• [LISTED ENTRIES]
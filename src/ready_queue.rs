//! Ready queue of (PCB, page table) pairs with the reordering operations
//! each scheduling policy needs.

use std::collections::VecDeque;

use crate::page_table::PageTable;
use crate::pcb::{Pcb, ProcessId};

/// Unit of ready-queue membership
#[derive(Debug)]
pub struct QueueNode {
    pub pcb: Pcb,
    pub page_table: PageTable,
}

impl QueueNode {
    /// Pair a PCB with a fully unmapped page table sized to its program
    pub fn new(pcb: Pcb) -> Self {
        let page_table = PageTable::new(pcb.line_count());
        QueueNode { pcb, page_table }
    }

    #[inline]
    pub fn pid(&self) -> ProcessId {
        self.pcb.pid()
    }

    #[inline]
    pub fn score(&self) -> u32 {
        self.pcb.job_length_score()
    }
}

#[derive(Debug, Default)]
pub struct ReadyQueue {
    nodes: VecDeque<QueueNode>,
}

impl ReadyQueue {
    pub fn new() -> Self {
        ReadyQueue {
            nodes: VecDeque::new(),
        }
    }

    pub fn add_to_tail(&mut self, node: QueueNode) {
        self.nodes.push_back(node);
    }

    pub fn add_to_head(&mut self, node: QueueNode) {
        self.nodes.push_front(node);
    }

    pub fn pop_head(&mut self) -> Option<QueueNode> {
        self.nodes.pop_front()
    }

    pub fn peek_head(&self) -> Option<&QueueNode> {
        self.nodes.front()
    }

    /// Position of the first node holding the minimum score
    fn shortest_position(&self) -> Option<usize> {
        self.nodes
            .iter()
            .enumerate()
            .min_by_key(|(_, node)| node.score())
            .map(|(i, _)| i)
    }

    /// Remove the node with the smallest job-length score; ties go to the
    /// earliest arrival.
    pub fn pop_shortest_job(&mut self) -> Option<QueueNode> {
        let pos = self.shortest_position()?;
        self.nodes.remove(pos)
    }

    pub fn shortest_job_score(&self) -> Option<u32> {
        self.nodes.iter().map(QueueNode::score).min()
    }

    /// Move the first node holding `score` to the front of the queue.
    ///
    /// Returns false if no node holds that score.
    pub fn promote(&mut self, score: u32) -> bool {
        let Some(pos) = self.nodes.iter().position(|n| n.score() == score) else {
            return false;
        };
        if let Some(node) = self.nodes.remove(pos) {
            self.nodes.push_front(node);
        }
        true
    }

    /// Age every node by one unit, saturating at `floor`
    pub fn decrement_job_length_scores(&mut self, floor: u32) {
        for node in &mut self.nodes {
            node.pcb.age(floor);
        }
    }

    /// Stable sort by ascending job-length score
    pub fn sort_by_score(&mut self) {
        self.nodes.make_contiguous().sort_by_key(QueueNode::score);
    }

    pub fn is_empty(&self) -> bool {
        self.nodes.is_empty()
    }

    pub fn len(&self) -> usize {
        self.nodes.len()
    }

    pub fn iter(&self) -> impl Iterator<Item = &QueueNode> {
        self.nodes.iter()
    }

    pub fn pids(&self) -> Vec<ProcessId> {
        self.nodes.iter().map(QueueNode::pid).collect()
    }

    /// Drop every remaining node with its page table and PCB.
    ///
    /// Returns the number of processes discarded.
    pub fn destroy(&mut self) -> usize {
        let count = self.nodes.len();
        self.nodes.clear();
        count
    }
}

• [EXERCISE] Could you reproduce all of the entries exactly as they appear?

• [ANSWER TO THIS EXERCISE]
filename src/ready_queue.rs
//! Ready queue of (PCB, page table) pairs with the reordering operations
//! each scheduling policy needs.

use std::collections::VecDeque;

use crate::page_table::PageTable;
use crate::pcb::{Pcb, ProcessId};

/// Unit of ready-queue membership
#[derive(Debug)]
pub struct QueueNode {
    pub pcb: Pcb,
    pub page_table: PageTable,
}

impl QueueNode {
    /// Pair a PCB with a fully unmapped page table sized to its program
    pub fn new(pcb: Pcb) -> Self {
        let page_table = PageTable::new(pcb.line_count());
        QueueNode { pcb, page_table }
    }

    #[inline]
    pub fn pid(&self) -> ProcessId {
        self.pcb.pid()
    }

    #[inline]
    pub fn score(&self) -> u32 {
        self.pcb.job_length_score()
    }
}

#[derive(Debug, Default)]
pub struct ReadyQueue {
    nodes: VecDeque<QueueNode>,
}

impl ReadyQueue {
    pub fn new() -> Self {
        ReadyQueue {
            nodes: VecDeque::new(),
        }
    }

    pub fn add_to_tail(&mut self, node: QueueNode) {
        self.nodes.push_back(node);
    }

    pub fn add_to_head(&mut self, node: QueueNode) {
        self.nodes.push_front(node);
    }

    pub fn pop_head(&mut self) -> Option<QueueNode> {
        self.nodes.pop_front()
    }

    pub fn peek_head(&self) -> Option<&QueueNode> {
        self.nodes.front()
    }

    /// Position of the first node holding the minimum score
    fn shortest_position(&self) -> Option<usize> {
        self.nodes
            .iter()
            .enumerate()
            .min_by_key(|(_, node)| node.score())
            .map(|(i, _)| i)
    }

    /// Remove the node with the smallest job-length score; ties go to the
    /// earliest arrival.
    pub fn pop_shortest_job(&mut self) -> Option<QueueNode> {
        let pos = self.shortest_position()?;
        self.nodes.remove(pos)
    }

    pub fn shortest_job_score(&self) -> Option<u32> {
        self.nodes.iter().map(QueueNode::score).min()
    }

    /// Move the first node holding `score` to the front of the queue.
    ///
    /// Returns false if no node holds that score.
    pub fn promote(&mut self, score: u32) -> bool {
        let Some(pos) = self.nodes.iter().position(|n| n.score() == score) else {
            return false;
        };
        if let Some(node) = self.nodes.remove(pos) {
            self.nodes.push_front(node);
        }
        true
    }

    /// Age every node by one unit, saturating at `floor`
    pub fn decrement_job_length_scores(&mut self, floor: u32) {
        for node in &mut self.nodes {
            node.pcb.age(floor);
        }
    }

    /// Stable sort by ascending job-length score
    pub fn sort_by_score(&mut self) {
        self.nodes.make_contiguous().sort_by_key(QueueNode::score);
    }

    pub fn is_empty(&self) -> bool {
        self.nodes.is_empty()
    }

    pub fn len(&self) -> usize {
        self.nodes.len()
    }

    pub fn iter(&self) -> impl Iterator<Item = &QueueNode> {
        self.nodes.iter()
    }

    pub fn pids(&self) -> Vec<ProcessId> {
        self.nodes.iter().map(QueueNode::pid).collect()
    }

    /// Drop every remaining node with its page table and PCB.
    ///
    /// Returns the number of processes discarded.
    pub fn destroy(&mut self) -> usize {
        let count = self.nodes.len();
        self.nodes.clear();
        count
    }
}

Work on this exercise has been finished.